Episode-VI Distributed Scalable 5G with Observability

Published in

Open 5G HyperCore

11 min readJun 2, 2022

Authors: Fatih Nar Chief Architect at Red Hat, Steven Lee Sr Principal Software Engineer at Red Hat , Eric Lajoie Senior Solution Architect at Red Hat.

1.0 Abstract

Telecommunication, Media and Entertainment (TME) solutions (multi-verse of application catalogs working in harmony together effectively & efficiently) have been deployed with a mind set of; providing high level availability (with redundancy to cover possible disaster scenarios), accuracy & low latency (higher user experience and satisfaction) and meeting with regulatory requirements. In order to achieve these personas, TME solutions usually come with their own operational support systems (OSS) and business support systems (BSS). OSS is usually the part where an all-seeing eye performs observations about the running systems and generates insights for proactive and predictive operations. BSS is the part where running systems are tied into business workflows.

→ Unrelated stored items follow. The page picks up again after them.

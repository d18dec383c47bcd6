//! Google Sheets feed source.
//!
//! This module provides [`GoogleSheetsSource`], which retrieves the public
//! JSON list feed of a spreadsheet that has been published to the web.
//! No authentication is involved: unpublished sheets answer with an access
//! error.
//!
//! # Example
//!
//! ```ignore
//! use sheetline_feed::google::{GoogleSheetsConfig, GoogleSheetsSource};
//! use sheetline_feed::make_config;
//!
//! let source = GoogleSheetsSource::new(GoogleSheetsConfig::default())?;
//! make_config(&source, "https://docs.google.com/spreadsheets/d/KEY/pubhtml", |config| {
//!     println!("{} events", config.events.len());
//! })
//! .await?;
//! ```

mod client;
mod config;

pub use client::GoogleSheetsSource;
pub use config::{DEFAULT_TIMEOUT, GoogleSheetsConfig};
//! Client configuration.
//!
//! All settings live in a single `config.toml` file at
//! `~/.config/sheetline/config.toml` by default. Every section and key is
//! optional:
//!
//! ```toml
//! [feed]
//! base_url = "https://spreadsheets.google.com"
//! timeout_secs = 30
//!
//! [output]
//! pretty = true
//! ```

use std::path::{Path, PathBuf};

use serde::{Deserialize, Serialize};
use sheetline_core::DEFAULT_FEED_BASE;
use thiserror::Error;

/// Errors reading the configuration file.
#[derive(Debug, Error)]
pub enum ConfigFileError {
    /// The file could not be read.
    #[error("failed to read config {path}: {source}")]
    Read {
        path: PathBuf,
        #[source]
        source: std::io::Error,
    },

    /// The file is not valid TOML for [`ClientConfig`].
    #[error("failed to parse config {path}: {source}")]
    Parse {
        path: PathBuf,
        #[source]
        source: toml::de::Error,
    },
}

// ---------------------------------------------------------------------------
// ClientConfig (config.toml)
// ---------------------------------------------------------------------------

/// Configuration for the sheetline client.
#[derive(Debug, Clone, Default, PartialEq, Serialize, Deserialize)]
#[serde(default)]
pub struct ClientConfig {
    /// Feed retrieval settings.
    pub feed: FeedSettings,

    /// Output settings.
    pub output: OutputSettings,
}

/// Feed retrieval settings.
#[derive(Debug, Clone, PartialEq, Serialize, Deserialize)]
#[serde(default)]
pub struct FeedSettings {
    /// Host serving the list feeds.
    pub base_url: String,

    /// Request timeout in seconds.
    pub timeout_secs: u64,
}

impl Default for FeedSettings {
    fn default() -> Self {
        Self {
            base_url: DEFAULT_FEED_BASE.to_string(),
            timeout_secs: 30,
        }
    }
}

/// Output settings.
#[derive(Debug, Clone, PartialEq, Serialize, Deserialize)]
#[serde(default)]
pub struct OutputSettings {
    /// Pretty-print JSON output.
    pub pretty: bool,
}

impl Default for OutputSettings {
    fn default() -> Self {
        Self { pretty: true }
    }
}

impl ClientConfig {
    /// Loads configuration from the default path.
    ///
    /// A missing file yields the defaults.
    pub fn load() -> Result<Self, ConfigFileError> {
        let path = Self::default_path();
        if path.exists() {
            Self::load_from(&path)
        } else {
            Ok(Self::default())
        }
    }

    /// Loads configuration from a specific path.
    pub fn load_from(path: &Path) -> Result<Self, ConfigFileError> {
        let content = std::fs::read_to_string(path).map_err(|source| ConfigFileError::Read {
            path: path.to_path_buf(),
            source,
        })?;
        toml::from_str(&content).map_err(|source| ConfigFileError::Parse {
            path: path.to_path_buf(),
            source,
        })
    }

    /// Returns the default configuration file path.
    pub fn default_path() -> PathBuf {
        Self::default_config_dir().join("config.toml")
    }

    /// Returns the default configuration directory.
    pub fn default_config_dir() -> PathBuf {
        dirs::config_dir()
            .unwrap_or_else(|| PathBuf::from("."))
            .join("sheetline")
    }
}

// ---------------------------------------------------------------------------
// FeedSettings -> source configuration
// ---------------------------------------------------------------------------

#[cfg(feature = "google")]
impl FeedSettings {
    /// Converts to Google Sheets source configuration.
    pub fn to_source_config(
        &self,
    ) -> sheetline_feed::SourceResult<sheetline_feed::google::GoogleSheetsConfig> {
        use sheetline_feed::google::GoogleSheetsConfig;

        Ok(GoogleSheetsConfig::new()
            .with_base_url(&self.base_url)?
            .with_timeout(std::time::Duration::from_secs(self.timeout_secs)))
    }
}
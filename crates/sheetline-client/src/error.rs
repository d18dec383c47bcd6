//! Client error types.

use std::fmt;

use sheetline_feed::{ConfigError, SourceError};

/// Result type for client operations.
pub type ClientResult<T> = Result<T, ClientError>;

/// Errors that can occur in the client.
#[derive(Debug)]
pub enum ClientError {
    /// Configuration file error.
    Config(String),
    /// Building the timeline configuration failed.
    Build(ConfigError),
    /// IO error.
    Io(std::io::Error),
    /// Rendering output failed.
    Output(String),
}

impl fmt::Display for ClientError {
    fn fmt(&self, f: &mut fmt::Formatter<'_>) -> fmt::Result {
        match self {
            Self::Config(msg) => write!(f, "configuration error: {}", msg),
            Self::Build(err) => write!(f, "{}", err),
            Self::Io(err) => write!(f, "IO error: {}", err),
            Self::Output(msg) => write!(f, "output error: {}", msg),
        }
    }
}

impl std::error::Error for ClientError {
    fn source(&self) -> Option<&(dyn std::error::Error + 'static)> {
        match self {
            Self::Build(err) => Some(err),
            Self::Io(err) => Some(err),
            _ => None,
        }
    }
}

impl From<std::io::Error> for ClientError {
    fn from(err: std::io::Error) -> Self {
        Self::Io(err)
    }
}

impl From<ConfigError> for ClientError {
    fn from(err: ConfigError) -> Self {
        Self::Build(err)
    }
}

impl From<SourceError> for ClientError {
    fn from(err: SourceError) -> Self {
        Self::Build(ConfigError::Source(err))
    }
}

impl From<crate::config::ConfigFileError> for ClientError {
    fn from(err: crate::config::ConfigFileError) -> Self {
        Self::Config(err.to_string())
    }
}

#[cfg(test)]
mod tests {
    use super::*;

    #[test]
    fn build_errors_display_unprefixed() {
        let err = ClientError::from(ConfigError::EmptyFeed);
        assert_eq!(err.to_string(), "no data entries found");
    }

    #[test]
    fn source_errors_become_build_errors() {
        let err = ClientError::from(SourceError::not_found("missing"));
        assert!(matches!(err, ClientError::Build(ConfigError::Source(_))));
        assert!(std::error::Error::source(&err).is_some());
    }
}
//! Core types: spreadsheet locators, dates, timeline events

pub mod date;
pub mod event;
pub mod locator;
pub mod tracing;

pub use date::{
    DateComponents, DateError, DateParts, NormalizedDate, TimeParts, parse_date, parse_time,
};
pub use event::{
    Background, ExtractedRow, Media, NormalizedEvent, RowKind, Text, TimelineConfiguration,
};
pub use locator::{DEFAULT_FEED_BASE, SpreadsheetLocator};
pub use tracing::{TracingConfig, TracingError, TracingOutputFormat, init_tracing};
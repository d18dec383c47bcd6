//! Locate command: show how a URL resolves to a spreadsheet feed.

use sheetline_core::SpreadsheetLocator;
use sheetline_feed::{ConfigError, FeedSource};

use super::build_source;
use crate::config::ClientConfig;
use crate::error::ClientResult;

/// Prints the key, worksheet and feed URL for `url`.
pub fn run(url: &str, config: &ClientConfig) -> ClientResult<()> {
    let source = build_source(config)?;
    println!("{}", describe(source.as_ref(), url)?);
    Ok(())
}

/// Describes the locator parsed from `url`.
pub fn describe(source: &dyn FeedSource, url: &str) -> ClientResult<String> {
    let locator =
        SpreadsheetLocator::parse(url).ok_or_else(|| ConfigError::unrecognized_identifier(url))?;
    Ok(format!(
        "key: {}\nworksheet: {}\nfeed: {}",
        locator.key,
        locator.worksheet,
        source.feed_url(&locator)
    ))
}

#[cfg(test)]
mod tests {
    use sheetline_feed::StaticSource;

    use super::*;
    use crate::error::ClientError;

    #[test]
    fn describes_spreadsheet_url() {
        let text = describe(
            &StaticSource::new(),
            "https://docs.google.com/spreadsheets/d/XYZ/edit?gid=7",
        )
        .unwrap();
        assert_eq!(
            text,
            "key: XYZ\nworksheet: 7\nfeed: https://spreadsheets.google.com/feeds/list/XYZ/1/public/values?alt=json"
        );
    }

    #[test]
    fn rejects_unrecognized_url() {
        let err = describe(&StaticSource::new(), "http://example.com/foo").unwrap_err();
        assert!(matches!(
            err,
            ClientError::Build(ConfigError::UnrecognizedIdentifier { .. })
        ));
    }
}
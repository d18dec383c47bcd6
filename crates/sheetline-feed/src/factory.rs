//! Public entry points.
//!
//! Everything funnels into [`config_from_url`]: parse the locator, fetch
//! the feed through a [`FeedSource`], detect the layout and assemble the
//! configuration. [`make_config`] and the deprecated [`from_google`] are
//! thin adapters over it.

use sheetline_core::{SpreadsheetLocator, TimelineConfiguration};
use tracing::{debug, warn};

use crate::assemble::build_config;
use crate::error::{ConfigError, ConfigResult, SourceError};
use crate::raw_entry::FeedDocument;
use crate::source::FeedSource;

/// Builds a configuration from a spreadsheet URL or bare key.
///
/// # Errors
///
/// - [`ConfigError::UnrecognizedIdentifier`] if `url` is not a spreadsheet
///   locator
/// - [`ConfigError::Source`] if the feed cannot be retrieved
/// - any detection or extraction error of [`build_config`]
pub async fn config_from_url(
    source: &dyn FeedSource,
    url: &str,
) -> ConfigResult<TimelineConfiguration> {
    let locator =
        SpreadsheetLocator::parse(url).ok_or_else(|| ConfigError::unrecognized_identifier(url))?;
    config_from_locator(source, &locator).await
}

/// Builds a configuration for an already parsed locator.
pub async fn config_from_locator(
    source: &dyn FeedSource,
    locator: &SpreadsheetLocator,
) -> ConfigResult<TimelineConfiguration> {
    let feed_url = source.feed_url(locator);
    debug!(source = source.name(), %locator, %feed_url, "retrieving feed");

    let feed = source.fetch_feed(&feed_url).await?;
    build_config(&feed)
}

/// Builds a configuration and hands it to `callback`.
///
/// The callback runs at most once, after the feed has been retrieved, and
/// only when the build succeeds. Failures are returned instead.
///
/// # Errors
///
/// Same as [`config_from_url`]; the callback is not invoked on error.
pub async fn make_config<F>(source: &dyn FeedSource, url: &str, callback: F) -> ConfigResult<()>
where
    F: FnOnce(TimelineConfiguration),
{
    let config = config_from_url(source, url).await?;
    callback(config);
    Ok(())
}

/// Builds a configuration, blocking the calling thread.
///
/// Runs [`config_from_url`] on a private single-threaded runtime.
///
/// # Errors
///
/// Same as [`config_from_url`], plus a source configuration error when
/// called from within an async runtime or when the runtime cannot be
/// started.
#[deprecated(note = "use `make_config(source, url, callback)` instead")]
pub fn from_google(source: &dyn FeedSource, url: &str) -> ConfigResult<TimelineConfiguration> {
    warn!(
        "from_google is deprecated and will be removed soon; use make_config(source, url, callback)"
    );

    if tokio::runtime::Handle::try_current().is_ok() {
        return Err(SourceError::configuration(
            "from_google cannot be called from within an async runtime; use make_config",
        )
        .into());
    }

    let runtime = tokio::runtime::Builder::new_current_thread()
        .enable_all()
        .build()
        .map_err(|e| {
            SourceError::configuration(format!("failed to start runtime: {}", e)).with_cause(e)
        })?;

    runtime.block_on(config_from_url(source, url))
}

/// Builds a configuration from the text of a saved list feed.
///
/// # Errors
///
/// Returns [`ConfigError::Source`] if the text is not a list feed, or any
/// error of [`build_config`].
pub fn feed_json_to_config(json: &str) -> ConfigResult<TimelineConfiguration> {
    let feed = FeedDocument::from_json(json)?;
    build_config(&feed)
}
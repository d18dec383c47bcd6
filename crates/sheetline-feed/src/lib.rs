//! Spreadsheet feed retrieval and timeline configuration assembly.
//!
//! This crate turns a published spreadsheet into a
//! [`TimelineConfiguration`](sheetline_core::TimelineConfiguration):
//!
//! - [`FeedSource`] - The trait that retrieves list feeds
//! - [`FeedDocument`] - A decoded feed, one [`RawFeedEntry`] per row
//! - [`detect_schema`] - Picks the V1 or V3 column layout
//! - [`build_config`] - Extracts every row and assembles the configuration
//! - [`make_config`] - The callback-style entry point tying it together
//!
//! # Architecture
//!
//! ```text
//!   spreadsheet URL / key
//!            │
//!            ▼ SpreadsheetLocator::parse()
//!   ┌────────────────────┐
//!   │ SpreadsheetLocator │
//!   └─────────┬──────────┘
//!             │ FeedSource::feed_url()
//!             ▼
//!   ┌────────────────────┐    ┌───────────────┐
//!   │ GoogleSheetsSource │ or │ StaticSource  │
//!   └─────────┬──────────┘    └───────┬───────┘
//!             │      FeedSource       │
//!             └───────────┬───────────┘
//!                         ▼
//!                 ┌──────────────┐
//!                 │ FeedDocument │
//!                 └──────┬───────┘
//!                        ▼ detect_schema() + assemble()
//!             ┌───────────────────────┐
//!             │ TimelineConfiguration │
//!             └───────────────────────┘
//! ```
//!
//! # Example
//!
//! ```ignore
//! use sheetline_feed::{StaticSource, make_config};
//!
//! let source = StaticSource::new().with_feed("KEY", feed);
//! make_config(&source, "KEY", |config| {
//!     println!("{:?}", config.title);
//! })
//! .await?;
//! ```

pub mod assemble;
pub mod error;
pub mod extract;
pub mod factory;
#[cfg(feature = "google")]
pub mod google;
pub mod raw_entry;
pub mod schema;
pub mod source;
#[cfg(test)]
mod test_support;

// Re-export main types at crate root
pub use assemble::{assemble, build_config};
pub use error::{ConfigError, ConfigResult, SourceError, SourceErrorCode, SourceResult};
pub use extract::{extract_v1, extract_v3};
#[allow(deprecated)]
pub use factory::from_google;
pub use factory::{config_from_locator, config_from_url, feed_json_to_config, make_config};
pub use raw_entry::{FeedDocument, RawFeedEntry};
pub use schema::{SchemaVersion, detect_schema};
pub use source::{BoxFuture, ErrorSource, FeedSource, StaticSource};
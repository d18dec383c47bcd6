//! Raw feed rows and the list-feed wire format.
//!
//! The published list feed wraps each row in an object whose column
//! properties are namespaced (`gsx$headline`) and whose values sit under a
//! `$t` key:
//!
//! ```json
//! { "feed": { "entry": [ { "gsx$headline": { "$t": "Moon landing" } } ] } }
//! ```
//!
//! [`FeedDocument::from_json`] strips that wrapping once, at the boundary,
//! so extractors only ever see plain `column -> value` rows.

use std::collections::BTreeMap;

use serde::{Deserialize, Serialize};
use serde_json::Value;
use tracing::debug;

use crate::error::{SourceError, SourceResult};

/// Namespace prefix of column properties in the list feed.
const COLUMN_PREFIX: &str = "gsx$";

/// One spreadsheet row: column name to cell text.
#[derive(Debug, Clone, Default, PartialEq, Eq, Serialize, Deserialize)]
#[serde(transparent)]
pub struct RawFeedEntry {
    columns: BTreeMap<String, String>,
}

impl RawFeedEntry {
    /// Creates an empty row.
    pub fn new() -> Self {
        Self::default()
    }

    /// Builder method to set a column value.
    pub fn with(mut self, column: impl Into<String>, value: impl Into<String>) -> Self {
        self.columns.insert(column.into(), value.into());
        self
    }

    /// Returns the raw value of a column, if the column exists.
    pub fn get(&self, column: &str) -> Option<&str> {
        self.columns.get(column).map(String::as_str)
    }

    /// Returns true if the row has the column, even when the cell is blank.
    pub fn has_column(&self, column: &str) -> bool {
        self.columns.contains_key(column)
    }

    /// Iterates over column names in sorted order.
    pub fn columns(&self) -> impl Iterator<Item = &str> {
        self.columns.keys().map(String::as_str)
    }

    pub fn len(&self) -> usize {
        self.columns.len()
    }

    pub fn is_empty(&self) -> bool {
        self.columns.is_empty()
    }
}

impl<K, V> FromIterator<(K, V)> for RawFeedEntry
where
    K: Into<String>,
    V: Into<String>,
{
    fn from_iter<I: IntoIterator<Item = (K, V)>>(iter: I) -> Self {
        Self {
            columns: iter
                .into_iter()
                .map(|(k, v)| (k.into(), v.into()))
                .collect(),
        }
    }
}

/// A retrieved feed: its rows plus document metadata.
#[derive(Debug, Clone, Default, PartialEq, Eq)]
pub struct FeedDocument {
    /// Title of the published sheet, when the feed carries one.
    pub title: Option<String>,
    /// Rows in feed order.
    pub entries: Vec<RawFeedEntry>,
}

impl FeedDocument {
    /// Creates a document from already de-namespaced rows.
    pub fn new(entries: Vec<RawFeedEntry>) -> Self {
        Self {
            title: None,
            entries,
        }
    }

    /// Decodes a list-feed JSON document.
    ///
    /// A missing `entry` array yields an empty document; a missing `feed`
    /// object is an invalid response.
    ///
    /// # Errors
    ///
    /// Returns [`SourceError`] with code `InvalidResponse` when the text is
    /// not JSON or does not have the list-feed shape.
    pub fn from_json(json: &str) -> SourceResult<Self> {
        let wire: WireDocument = serde_json::from_str(json).map_err(|e| {
            SourceError::invalid_response(format!("failed to parse feed: {}", e)).with_cause(e)
        })?;
        Ok(wire.into())
    }

    /// Returns the first row, if any.
    pub fn first(&self) -> Option<&RawFeedEntry> {
        self.entries.first()
    }

    pub fn len(&self) -> usize {
        self.entries.len()
    }

    pub fn is_empty(&self) -> bool {
        self.entries.is_empty()
    }
}

// ---------------------------------------------------------------------------
// Wire format
// ---------------------------------------------------------------------------

#[derive(Debug, Deserialize)]
struct WireDocument {
    feed: WireFeed,
}

#[derive(Debug, Deserialize)]
struct WireFeed {
    #[serde(default)]
    title: Option<WireText>,
    #[serde(default)]
    entry: Vec<serde_json::Map<String, Value>>,
}

#[derive(Debug, Deserialize)]
struct WireText {
    #[serde(rename = "$t", default)]
    text: Value,
}

impl From<WireDocument> for FeedDocument {
    fn from(wire: WireDocument) -> Self {
        let entries: Vec<RawFeedEntry> = wire.feed.entry.into_iter().map(strip_namespace).collect();
        debug!(rows = entries.len(), "decoded list feed");
        Self {
            title: wire.feed.title.and_then(|t| cell_text(&t.text)),
            entries,
        }
    }
}

/// Keeps only `gsx$` properties, without the prefix, unwrapping `$t`.
fn strip_namespace(entry: serde_json::Map<String, Value>) -> RawFeedEntry {
    entry
        .into_iter()
        .filter_map(|(key, value)| {
            let column = key.strip_prefix(COLUMN_PREFIX)?.to_string();
            let text = value.get("$t").and_then(cell_text).unwrap_or_default();
            Some((column, text))
        })
        .collect()
}

/// Renders a `$t` value as cell text; non-scalar values are dropped.
fn cell_text(value: &Value) -> Option<String> {
    match value {
        Value::String(s) => Some(s.clone()),
        Value::Number(n) => Some(n.to_string()),
        Value::Bool(b) => Some(b.to_string()),
        _ => None,
    }
}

In the recent development/changes in the application development & delivery world with microservices, we have faced issues/problems with scalability & complexity of design, implementation and maintenance of solutions like 5G Core platforms (see Figure-1 above for the mesh of 5g services interacting with each other to deliver 5g connectivity), hence various different approaches brought up to market by different agendas/personas .

In our previous study (article link) we had analyzed & offered a working solution for a self-scaling 5g core implementation. In this particular study we will collect and analyze requirements from geo-distributed 5g core solution across different infrastructures including on-premise and multi-cloud, re-visit possible solution options for observability and traffic management via different technology stacks, and present pros and cons of each approach and finally conclude with our experience driven thoughts and prayers for future.

2.0 Introduction

In traditional hyperscaler infrastructure, there are region(s) with separated availability zones inside which compute, network and storage services are presented together with a distributed global network connectivity.

Hyperscalers aim to match their service/product catalog offerings across all of their regions and zones. However, there can be significant variations in availability, accessibility and affordability among them, which may limit the tenant workload portability. In order to avoid such discrepancy we will base our solution blueprint on infrastructure agnostic platform components such as Red Hat OpenShift, Red Hat Advanced Cluster Management, Red Hat Advanced Cluster Security and Red Hat OpenShift Service Mesh.

Figure-2 5G Core Look-Out on Hyperscaler Infrastructure

Our study scope (GitHub Repo Link) will be based on fulfilling the basic needs/requirements of a 5G Core deployment based on real world examples, such as having multiple interfaces available to 5G Core microservices, enabling service discovery between them, creating performant networking across all services as well as across multiple cluster footprints & geographies, and complying with local telco service provider security requirements.

3.0 Solution Overview

Before we lay our solution foundation it is important to understand/see how 3gpp has envisioned a distributed 5g core , especially for user plane function placement & selection with respect to where the user/consumer(s) is/are.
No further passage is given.